▶ **THE RECORDS**
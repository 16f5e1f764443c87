use std::collections::HashMap;

use prettytable::{Cell, Row, Table};

use crate::branching::ConstraintDescriptor;

#[derive(Debug, Clone, Default)]
pub struct PerConstraintStats {
    /// How many branching decisions this constraint won.
    pub choices_won: u64,
    /// Values removed from its variables during propagation.
    pub prunings: u64,
}

/// Counters accumulated over one search run.
#[derive(Debug, Clone, Default)]
pub struct SearchStats {
    pub nodes_visited: u64,
    pub failures: u64,
    pub backtracks: u64,
    pub constraint_stats: HashMap<usize, PerConstraintStats>,
}

impl SearchStats {
    pub fn record_choice(&mut self, constraint: usize) {
        self.constraint_stats.entry(constraint).or_default().choices_won += 1;
    }

    pub fn record_pruning(&mut self, constraint: usize) {
        self.constraint_stats.entry(constraint).or_default().prunings += 1;
    }
}

pub fn render_stats_table(stats: &SearchStats, descriptors: &[ConstraintDescriptor]) -> String {
    let mut table = Table::new();
    table.add_row(Row::new(vec![
        Cell::new("Constraint Type"),
        Cell::new("ID"),
        Cell::new("Description"),
        Cell::new("Choices Won"),
        Cell::new("Prunings"),
    ]));

    for (id, descriptor) in descriptors.iter().enumerate() {
        let constraint_stats = stats.constraint_stats.get(&id).cloned().unwrap_or_default();
        table.add_row(Row::new(vec![
            Cell::new(&descriptor.name),
            Cell::new(&id.to_string()),
            Cell::new(&descriptor.description),
            Cell::new(&constraint_stats.choices_won.to_string()),
            Cell::new(&constraint_stats.prunings.to_string()),
        ]));
    }

    table.to_string()
}
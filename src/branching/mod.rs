//! Counting-based branching: estimate how likely each (variable, value)
//! pair is to appear in a solution, and branch on the best pair.
//!
//! The moving parts, leaves first: [`bounds`] holds the precomputed
//! permanent-bound factor tables shared by every constraint; [`index`] keeps
//! an incremental value-to-variables mapping; [`density`] turns both into
//! normalized solution densities for one constraint; [`brancher`] owns all
//! constraints and reduces their local candidates to one global
//! [`Decision`].

pub mod all_different;
pub mod bounds;
pub mod brancher;
pub mod constraint;
pub mod density;
pub mod index;
pub mod preference;

pub use all_different::AllDifferent;
pub use bounds::BoundTables;
pub use brancher::{Branch, CountingBrancher, Decision};
pub use constraint::{ConstraintDescriptor, CountingConstraint};
pub use density::{Candidate, DensityEstimator, DensityMatrix};
pub use index::ValueIndex;
pub use preference::{DensityPreference, MaxDensity, MinDensity};
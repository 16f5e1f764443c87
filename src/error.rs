use crate::domain::VariableId;

pub type Result<T, E = Error> = core::result::Result<T, E>;

#[derive(Debug, thiserror::Error)]
pub enum Error {
    /// A narrowing operation left a variable with no admissible values. This
    /// is not a programming error: it signals a failed branch that the host
    /// search should abandon and backtrack from.
    #[error("domain of variable ?{variable} became empty")]
    DomainWipeout { variable: VariableId },

    /// An archived decision could not be decoded.
    #[error("malformed decision archive: {0}")]
    Archive(#[from] serde_json::Error),

    /// An archived decision refers to a constraint that was never posted.
    #[error("decision refers to constraint {index}, but only {count} are posted")]
    UnknownConstraint { index: usize, count: usize },

    /// An archived decision refers to a variable position outside the
    /// constraint it names.
    #[error("decision refers to position {pos} in a constraint of arity {arity}")]
    UnknownPosition { pos: usize, arity: usize },
}
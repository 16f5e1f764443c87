//! A minimal depth-first driver around the brancher.
//!
//! Real deployments embed [`CountingBrancher`] in their own search engine;
//! this driver exists so the demo binary and the end-to-end tests can run a
//! complete search without one. It performs binary branching (assign on the
//! left child, exclude on the right) and the forward checking all-different
//! needs for correctness: once a variable is assigned, its value is removed
//! from every peer in the same constraint, with each removal routed through
//! the brancher's notification surface.

use tracing::trace;

use crate::branching::{Branch, CountingBrancher};
use crate::domain::DomainStore;
use crate::stats::SearchStats;

/// Runs a depth-first search from the given state and returns the first
/// solution found, or `None` if the subtree is exhausted.
pub fn solve(
    brancher: &CountingBrancher,
    store: &DomainStore,
    stats: &mut SearchStats,
) -> Option<DomainStore> {
    let mut brancher = brancher.clone();
    let mut store = store.clone();
    if forward_check(&mut brancher, &mut store, stats).is_err() {
        stats.failures += 1;
        return None;
    }
    search(brancher, store, stats)
}

fn search(
    mut brancher: CountingBrancher,
    store: DomainStore,
    stats: &mut SearchStats,
) -> Option<DomainStore> {
    stats.nodes_visited += 1;
    if !brancher.status(&store) {
        return Some(store);
    }

    // One decision per node, committed on both children.
    let decision = brancher.choice(&store);
    stats.record_choice(decision.constraint);

    for branch in [Branch::Assign, Branch::Exclude] {
        trace!(branch = %brancher.describe(decision, branch), "descending");
        let mut child_brancher = brancher.clone();
        let mut child_store = store.clone();

        let feasible = child_brancher
            .commit(&mut child_store, decision, branch)
            .and_then(|()| forward_check(&mut child_brancher, &mut child_store, stats))
            .is_ok();
        if feasible {
            if let Some(solution) = search(child_brancher, child_store, stats) {
                return Some(solution);
            }
        } else {
            stats.failures += 1;
        }
        stats.backtracks += 1;
    }

    None
}

/// Removes every assigned value from its peers in the same constraint until
/// no domain changes, reporting each removal to the brancher. Fails with the
/// wipeout of the first variable that runs out of values.
fn forward_check(
    brancher: &mut CountingBrancher,
    store: &mut DomainStore,
    stats: &mut SearchStats,
) -> crate::error::Result<()> {
    loop {
        let mut changed = false;
        for index in 0..brancher.constraints().len() {
            let vars = brancher.constraints()[index].variables().to_vec();
            for &assigned in &vars {
                let Some(value) = store.value(assigned) else {
                    continue;
                };
                for &peer in &vars {
                    if peer == assigned || !store.domain(peer).contains(value) {
                        continue;
                    }
                    let removed = store.exclude(peer, value)?;
                    brancher.on_domain_narrowed(peer, &removed);
                    if store.is_assigned(peer) {
                        brancher.on_assigned(peer);
                    }
                    stats.record_pruning(index);
                    changed = true;
                }
            }
        }
        if !changed {
            return Ok(());
        }
    }
}
//! Artemis request/response bodies

use serde::{Deserialize, Deserializer, Serialize};
use serde_json::Value;

use crate::models::PersonRecord;

/// Organization the imported persons are filed under
pub const ORG_INDEX_CODE: &str = "68";

/// Face library the photos are added to
pub const FACE_GROUP_INDEX_CODE: &str = "28";

/// Gender / sex code sent for every imported person (1 = male)
pub const DEFAULT_GENDER: i32 = 1;

/// Envelope code signalling success
pub const SUCCESS_CODE: &str = "0";

/// Response envelope shared by all Artemis endpoints
///
/// `code` is the service's own status and is independent of the HTTP status.
#[derive(Debug, Clone, Deserialize, Serialize)]
pub struct ServiceResponse {
    #[serde(deserialize_with = "code_as_string")]
    pub code: String,
    #[serde(default)]
    pub msg: Option<String>,
    #[serde(default)]
    pub data: Option<Value>,
}

impl ServiceResponse {
    pub fn is_success(&self) -> bool {
        self.code == SUCCESS_CODE
    }

    /// `data` as an identifier string (string or number payloads)
    pub fn data_as_id(&self) -> Option<String> {
        match self.data.as_ref()? {
            Value::String(s) if !s.is_empty() => Some(s.clone()),
            Value::Number(n) => Some(n.to_string()),
            _ => None,
        }
    }
}

fn code_as_string<'de, D>(deserializer: D) -> Result<String, D::Error>
where
    D: Deserializer<'de>,
{
    match Value::deserialize(deserializer)? {
        Value::String(s) => Ok(s),
        Value::Number(n) => Ok(n.to_string()),
        other => Err(serde::de::Error::custom(format!(
            "expected string or number code, got {}",
            other
        ))),
    }
}

/// Body of `person/single/add`
#[derive(Debug, Clone, PartialEq, Eq, Serialize, Deserialize)]
#[serde(rename_all = "camelCase")]
pub struct PersonRegistration {
    pub person_code: String,
    pub person_family_name: String,
    pub person_given_name: String,
    pub gender: i32,
    pub org_index_code: String,
    pub phone_no: String,
    pub email: String,
    pub faces: Vec<FaceData>,
}

#[derive(Debug, Clone, PartialEq, Eq, Serialize, Deserialize)]
#[serde(rename_all = "camelCase")]
pub struct FaceData {
    pub face_data: String,
}

impl PersonRegistration {
    pub fn new(person_code: String, record: &PersonRecord, face_data: Option<&str>) -> Self {
        Self {
            person_code,
            person_family_name: record.family_names(),
            person_given_name: record.given_names(),
            gender: DEFAULT_GENDER,
            org_index_code: ORG_INDEX_CODE.to_string(),
            phone_no: String::new(),
            email: String::new(),
            faces: face_data
                .map(|data| {
                    vec![FaceData {
                        face_data: data.to_string(),
                    }]
                })
                .unwrap_or_default(),
        }
    }
}

/// Body of `face/single/addition`
#[derive(Debug, Clone, PartialEq, Eq, Serialize, Deserialize)]
#[serde(rename_all = "camelCase")]
pub struct FaceAddition {
    pub person_index_code: String,
    pub face_group_index_code: String,
    pub face_info: FaceInfo,
    pub face_pic: FacePic,
}

#[derive(Debug, Clone, PartialEq, Eq, Serialize, Deserialize)]
#[serde(rename_all = "camelCase")]
pub struct FaceInfo {
    pub person_given_name: String,
    pub person_family_name: String,
    pub sex: i32,
}

#[derive(Debug, Clone, PartialEq, Eq, Serialize, Deserialize)]
#[serde(rename_all = "camelCase")]
pub struct FacePic {
    pub face_binary_data: String,
}

impl FaceAddition {
    pub fn new(person_index_code: String, record: &PersonRecord, face_data: &str) -> Self {
        Self {
            person_index_code,
            face_group_index_code: FACE_GROUP_INDEX_CODE.to_string(),
            face_info: FaceInfo {
                person_given_name: record.given_names(),
                person_family_name: record.family_names(),
                sex: DEFAULT_GENDER,
            },
            face_pic: FacePic {
                face_binary_data: face_data.to_string(),
            },
        }
    }
}
//! Per-record import workflow
//!
//! **Algorithm:**
//! 1. Validate required fields (no I/O on failure)
//! 2. Local phase, one transaction:
//!    a. Insert `tdetenido`
//!    b. Insert `tdetalledetencion` referencing it
//!    c. Commit (any failure rolls back both rows)
//! 3. External phase, only after commit and only when an identity service is
//!    configured:
//!    a. Load the photo if the record names one (read failure → no photo)
//!    b. Register the person
//!    c. Attach the face when a photo was loaded
//!
//! External failures are returned inside the outcome and never undo the
//! local phase.

use sqlx::SqlitePool;
use std::path::PathBuf;
use std::sync::Arc;

use super::codes::{person_code, remission_code};
use super::photo::load_photo_base64;
use crate::artemis::{FaceAddition, IdentityService, PersonRegistration};
use crate::db::{insert_detainee, insert_detention_detail};
use crate::error::{ExternalPhaseError, RecordError};
use crate::models::{
    DetaineePersonEntity, DetentionDetailEntity, ExternalRegistration, LocalIds, PersonRecord,
    RecordOutcome,
};

/// Runs the two-phase workflow for single records
pub struct RecordProcessor {
    db: SqlitePool,
    identity: Option<Arc<dyn IdentityService>>,
    images_dir: PathBuf,
}

impl RecordProcessor {
    /// Local-only processor; add forwarding with [`Self::with_identity_service`]
    pub fn new(db: SqlitePool, images_dir: impl Into<PathBuf>) -> Self {
        Self {
            db,
            identity: None,
            images_dir: images_dir.into(),
        }
    }

    pub fn with_identity_service(mut self, identity: Arc<dyn IdentityService>) -> Self {
        self.identity = Some(identity);
        self
    }

    /// Process the record at zero-based `index` of the batch
    ///
    /// # Errors
    ///
    /// - [`RecordError::Validation`]: nothing was written or sent
    /// - [`RecordError::Store`]: the local transaction was rolled back and
    ///   the external phase was not attempted
    pub async fn process(&self, record: &PersonRecord, index: usize) -> Result<RecordOutcome, RecordError> {
        if let Err(e) = record.validate() {
            tracing::warn!(index, ordinal = %record.ordinal, error = %e, "Record skipped");
            return Err(e);
        }

        let local = self.store_locally(record, index).await?;

        let Some(identity) = self.identity.as_deref() else {
            return Ok(RecordOutcome {
                local,
                has_photo: false,
                external: None,
            });
        };

        let face_data = self.load_face(record).await;
        let has_photo = face_data.is_some();
        let external = register_externally(identity, record, person_code(index), face_data.as_deref()).await;

        match &external {
            Ok(registration) => tracing::info!(
                index,
                person_code = %registration.person_code,
                person_id = %registration.person_id,
                face_attached = registration.face_attached,
                "External registration succeeded"
            ),
            Err(e) => tracing::error!(
                index,
                detainee_id = local.detainee_id,
                error = %e,
                "External registration failed, local rows kept"
            ),
        }

        Ok(RecordOutcome {
            local,
            has_photo,
            external: Some(external),
        })
    }

    /// Local phase: both inserts in one transaction
    async fn store_locally(&self, record: &PersonRecord, index: usize) -> Result<LocalIds, RecordError> {
        let remission = remission_code(index);
        let mut tx = self.db.begin().await?;

        let inserted = async {
            let detainee_id = insert_detainee(&mut tx, &DetaineePersonEntity::from_record(record)).await?;
            let detail = DetentionDetailEntity::disposition(detainee_id, remission.clone(), record);
            let detention_detail_id = insert_detention_detail(&mut tx, &detail).await?;
            Ok::<_, dimp_common::Error>((detainee_id, detention_detail_id))
        }
        .await;

        match inserted {
            Ok((detainee_id, detention_detail_id)) => {
                tx.commit().await?;
                tracing::info!(
                    index,
                    detainee_id,
                    detention_detail_id,
                    remission = %remission,
                    "Local store committed"
                );
                Ok(LocalIds {
                    detainee_id,
                    detention_detail_id,
                    remission_code: remission,
                })
            }
            Err(e) => {
                if let Err(rollback_err) = tx.rollback().await {
                    tracing::warn!(index, error = %rollback_err, "Rollback failed");
                }
                tracing::error!(index, error = %e, "Local store failed, transaction rolled back");
                Err(RecordError::Store(e))
            }
        }
    }

    async fn load_face(&self, record: &PersonRecord) -> Option<String> {
        let filename = record.photo_filename.as_deref()?;

        match load_photo_base64(&self.images_dir, filename).await {
            Ok(data) => Some(data),
            Err(e) => {
                tracing::warn!(error = %e, "Photo unavailable, registering without face");
                None
            }
        }
    }
}

/// External phase: register the person, then attach the face if there is one
async fn register_externally(
    identity: &dyn IdentityService,
    record: &PersonRecord,
    person_code: String,
    face_data: Option<&str>,
) -> Result<ExternalRegistration, ExternalPhaseError> {
    let registration = PersonRegistration::new(person_code.clone(), record, face_data);

    let person_id = identity
        .register_person(&registration)
        .await
        .map_err(ExternalPhaseError::Registration)?;

    let face_attached = match face_data {
        Some(face) => {
            identity
                .add_face(&FaceAddition::new(person_id.clone(), record, face))
                .await
                .map_err(|source| ExternalPhaseError::FaceAttachment {
                    person_id: person_id.clone(),
                    source,
                })?;
            true
        }
        None => false,
    };

    Ok(ExternalRegistration {
        person_code,
        person_id,
        face_attached,
    })
}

▶ **TASK STATEMENT**
Copy every line above that holds the word "Result".

▶ **ANSWER TO THE EXERCISE**
pub type Result<T, E = Error> = core::result::Result<T, E>;
) -> crate::error::Result<()> {
fn code_as_string<'de, D>(deserializer: D) -> Result<String, D::Error>
    pub async fn process(&self, record: &PersonRecord, index: usize) -> Result<RecordOutcome, RecordError> {
    async fn store_locally(&self, record: &PersonRecord, index: usize) -> Result<LocalIds, RecordError> {
) -> Result<ExternalRegistration, ExternalPhaseError> {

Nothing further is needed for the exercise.